◆ **WHAT IS BEING ASKED**: Could you work out how many lines of the material below hold "filename"? Only the number is needed.

◆ **PROVIDED INFORMATION**:
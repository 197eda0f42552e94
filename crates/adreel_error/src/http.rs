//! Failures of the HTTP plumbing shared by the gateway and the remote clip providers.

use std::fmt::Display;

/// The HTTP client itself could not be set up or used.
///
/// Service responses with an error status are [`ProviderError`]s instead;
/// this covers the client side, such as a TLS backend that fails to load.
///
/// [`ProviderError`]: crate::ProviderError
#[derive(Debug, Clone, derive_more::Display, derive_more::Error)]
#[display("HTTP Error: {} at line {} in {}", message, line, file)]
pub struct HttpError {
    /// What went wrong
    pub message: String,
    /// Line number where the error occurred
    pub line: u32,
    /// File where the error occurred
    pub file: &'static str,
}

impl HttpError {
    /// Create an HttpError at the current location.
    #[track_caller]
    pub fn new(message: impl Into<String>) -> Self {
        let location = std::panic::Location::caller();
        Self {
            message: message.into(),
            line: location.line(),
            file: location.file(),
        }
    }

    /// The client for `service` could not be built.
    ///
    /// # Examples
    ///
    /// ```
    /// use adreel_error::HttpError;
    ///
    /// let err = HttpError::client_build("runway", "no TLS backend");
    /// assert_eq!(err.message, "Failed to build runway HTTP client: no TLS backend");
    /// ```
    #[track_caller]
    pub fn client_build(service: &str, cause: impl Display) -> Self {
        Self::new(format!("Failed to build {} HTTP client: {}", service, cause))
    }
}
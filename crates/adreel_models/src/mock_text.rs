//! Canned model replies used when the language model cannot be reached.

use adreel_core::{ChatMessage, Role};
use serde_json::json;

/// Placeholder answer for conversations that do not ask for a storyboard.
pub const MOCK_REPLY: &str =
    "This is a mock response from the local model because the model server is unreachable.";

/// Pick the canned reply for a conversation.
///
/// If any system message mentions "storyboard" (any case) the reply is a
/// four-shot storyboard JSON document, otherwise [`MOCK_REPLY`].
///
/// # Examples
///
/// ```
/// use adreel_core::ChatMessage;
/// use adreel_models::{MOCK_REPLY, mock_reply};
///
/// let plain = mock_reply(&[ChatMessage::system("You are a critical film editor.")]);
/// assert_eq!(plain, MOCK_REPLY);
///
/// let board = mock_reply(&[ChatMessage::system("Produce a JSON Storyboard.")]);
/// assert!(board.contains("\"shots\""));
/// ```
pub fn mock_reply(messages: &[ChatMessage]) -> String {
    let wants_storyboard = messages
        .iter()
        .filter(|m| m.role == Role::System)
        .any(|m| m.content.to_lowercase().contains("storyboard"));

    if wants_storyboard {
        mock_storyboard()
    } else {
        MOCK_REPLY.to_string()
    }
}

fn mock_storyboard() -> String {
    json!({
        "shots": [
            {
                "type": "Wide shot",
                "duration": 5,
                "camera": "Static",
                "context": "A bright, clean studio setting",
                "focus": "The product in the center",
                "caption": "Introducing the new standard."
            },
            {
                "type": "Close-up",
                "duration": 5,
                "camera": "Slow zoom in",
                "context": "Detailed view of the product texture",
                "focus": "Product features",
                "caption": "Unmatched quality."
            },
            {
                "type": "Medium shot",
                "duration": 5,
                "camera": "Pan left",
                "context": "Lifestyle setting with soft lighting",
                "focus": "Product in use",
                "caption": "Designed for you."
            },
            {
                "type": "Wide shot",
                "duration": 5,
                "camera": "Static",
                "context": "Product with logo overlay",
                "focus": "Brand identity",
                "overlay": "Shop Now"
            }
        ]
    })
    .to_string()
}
==
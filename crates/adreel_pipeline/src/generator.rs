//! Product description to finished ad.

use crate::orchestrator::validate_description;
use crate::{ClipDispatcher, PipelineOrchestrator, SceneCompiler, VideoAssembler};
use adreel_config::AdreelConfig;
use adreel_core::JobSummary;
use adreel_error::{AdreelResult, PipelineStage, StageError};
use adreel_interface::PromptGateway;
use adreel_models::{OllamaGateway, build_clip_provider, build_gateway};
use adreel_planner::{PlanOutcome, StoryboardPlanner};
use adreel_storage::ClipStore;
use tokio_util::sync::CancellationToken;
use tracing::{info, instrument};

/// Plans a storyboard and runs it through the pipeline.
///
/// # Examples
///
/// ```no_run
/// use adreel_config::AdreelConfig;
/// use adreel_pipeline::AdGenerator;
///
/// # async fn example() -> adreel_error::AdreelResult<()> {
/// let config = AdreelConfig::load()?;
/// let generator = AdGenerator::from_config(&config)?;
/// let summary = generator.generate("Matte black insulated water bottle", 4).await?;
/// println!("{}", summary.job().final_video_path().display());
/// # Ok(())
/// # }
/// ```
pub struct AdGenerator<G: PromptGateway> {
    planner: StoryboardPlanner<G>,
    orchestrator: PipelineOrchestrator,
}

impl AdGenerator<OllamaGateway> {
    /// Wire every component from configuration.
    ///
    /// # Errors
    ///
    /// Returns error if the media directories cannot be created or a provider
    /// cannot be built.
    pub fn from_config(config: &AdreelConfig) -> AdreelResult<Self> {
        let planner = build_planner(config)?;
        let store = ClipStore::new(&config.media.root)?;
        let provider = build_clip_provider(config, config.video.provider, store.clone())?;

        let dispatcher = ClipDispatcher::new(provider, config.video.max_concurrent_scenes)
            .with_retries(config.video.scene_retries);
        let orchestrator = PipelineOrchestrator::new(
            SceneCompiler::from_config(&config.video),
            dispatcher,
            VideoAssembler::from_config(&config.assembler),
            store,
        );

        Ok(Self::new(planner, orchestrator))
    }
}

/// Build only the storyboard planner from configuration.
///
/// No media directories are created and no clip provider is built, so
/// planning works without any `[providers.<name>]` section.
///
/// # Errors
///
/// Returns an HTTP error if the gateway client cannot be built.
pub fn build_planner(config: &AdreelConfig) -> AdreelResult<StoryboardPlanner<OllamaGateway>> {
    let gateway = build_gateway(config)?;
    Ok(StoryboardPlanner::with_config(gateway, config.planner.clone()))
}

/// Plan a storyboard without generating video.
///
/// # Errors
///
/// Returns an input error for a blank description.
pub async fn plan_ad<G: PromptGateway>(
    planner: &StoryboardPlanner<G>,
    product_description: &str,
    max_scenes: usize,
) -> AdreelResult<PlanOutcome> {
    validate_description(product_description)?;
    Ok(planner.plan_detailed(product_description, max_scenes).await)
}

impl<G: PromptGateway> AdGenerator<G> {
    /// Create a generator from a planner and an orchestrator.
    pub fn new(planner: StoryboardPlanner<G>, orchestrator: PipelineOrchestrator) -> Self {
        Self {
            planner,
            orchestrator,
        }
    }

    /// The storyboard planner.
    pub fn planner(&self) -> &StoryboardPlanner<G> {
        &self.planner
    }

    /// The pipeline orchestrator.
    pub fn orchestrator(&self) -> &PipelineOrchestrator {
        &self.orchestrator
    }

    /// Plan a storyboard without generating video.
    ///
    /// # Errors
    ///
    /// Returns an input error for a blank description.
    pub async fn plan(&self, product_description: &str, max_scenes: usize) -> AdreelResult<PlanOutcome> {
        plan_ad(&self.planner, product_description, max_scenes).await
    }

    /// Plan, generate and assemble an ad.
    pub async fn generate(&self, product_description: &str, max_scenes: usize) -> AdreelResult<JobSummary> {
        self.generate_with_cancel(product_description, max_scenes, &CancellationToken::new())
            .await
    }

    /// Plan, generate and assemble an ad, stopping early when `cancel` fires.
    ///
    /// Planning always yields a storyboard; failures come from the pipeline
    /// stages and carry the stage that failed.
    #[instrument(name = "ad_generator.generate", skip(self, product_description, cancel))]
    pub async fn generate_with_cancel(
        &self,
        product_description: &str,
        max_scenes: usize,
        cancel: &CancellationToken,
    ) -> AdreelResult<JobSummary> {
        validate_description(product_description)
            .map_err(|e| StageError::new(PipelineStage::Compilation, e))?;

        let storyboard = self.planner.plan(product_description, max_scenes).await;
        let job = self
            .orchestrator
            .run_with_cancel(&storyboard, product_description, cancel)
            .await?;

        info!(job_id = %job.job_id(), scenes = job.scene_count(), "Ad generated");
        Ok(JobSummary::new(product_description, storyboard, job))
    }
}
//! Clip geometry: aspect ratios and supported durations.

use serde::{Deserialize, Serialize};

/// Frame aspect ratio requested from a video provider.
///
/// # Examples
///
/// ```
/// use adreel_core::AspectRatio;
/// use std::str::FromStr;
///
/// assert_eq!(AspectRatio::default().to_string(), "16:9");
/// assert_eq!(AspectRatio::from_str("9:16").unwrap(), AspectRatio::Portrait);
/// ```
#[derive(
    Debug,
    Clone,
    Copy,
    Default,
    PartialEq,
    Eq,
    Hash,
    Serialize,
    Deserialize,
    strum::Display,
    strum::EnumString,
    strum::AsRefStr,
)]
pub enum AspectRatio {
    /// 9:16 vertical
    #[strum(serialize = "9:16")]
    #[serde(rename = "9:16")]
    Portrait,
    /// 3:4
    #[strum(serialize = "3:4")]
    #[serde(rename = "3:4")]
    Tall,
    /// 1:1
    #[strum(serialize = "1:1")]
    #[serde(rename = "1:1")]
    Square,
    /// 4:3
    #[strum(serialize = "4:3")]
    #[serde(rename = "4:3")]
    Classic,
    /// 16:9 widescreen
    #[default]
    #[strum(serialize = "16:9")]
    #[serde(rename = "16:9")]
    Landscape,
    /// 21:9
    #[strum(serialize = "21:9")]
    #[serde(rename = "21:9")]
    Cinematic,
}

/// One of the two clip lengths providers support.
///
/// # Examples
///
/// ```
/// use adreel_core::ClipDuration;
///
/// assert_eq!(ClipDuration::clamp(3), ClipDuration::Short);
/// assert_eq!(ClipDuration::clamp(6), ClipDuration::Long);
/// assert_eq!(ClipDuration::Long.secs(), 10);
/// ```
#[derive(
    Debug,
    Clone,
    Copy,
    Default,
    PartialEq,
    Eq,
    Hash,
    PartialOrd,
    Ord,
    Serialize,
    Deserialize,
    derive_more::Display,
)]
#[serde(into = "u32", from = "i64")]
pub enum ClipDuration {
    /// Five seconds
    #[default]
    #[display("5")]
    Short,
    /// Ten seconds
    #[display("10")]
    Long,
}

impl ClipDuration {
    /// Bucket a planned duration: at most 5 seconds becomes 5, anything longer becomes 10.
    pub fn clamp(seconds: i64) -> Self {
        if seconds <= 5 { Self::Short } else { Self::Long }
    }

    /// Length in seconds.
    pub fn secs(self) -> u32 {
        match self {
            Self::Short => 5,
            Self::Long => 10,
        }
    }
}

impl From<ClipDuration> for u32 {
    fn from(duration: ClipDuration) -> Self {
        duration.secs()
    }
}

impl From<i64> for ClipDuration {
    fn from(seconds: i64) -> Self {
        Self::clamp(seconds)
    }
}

◆ **TASK SOLUTION**: 3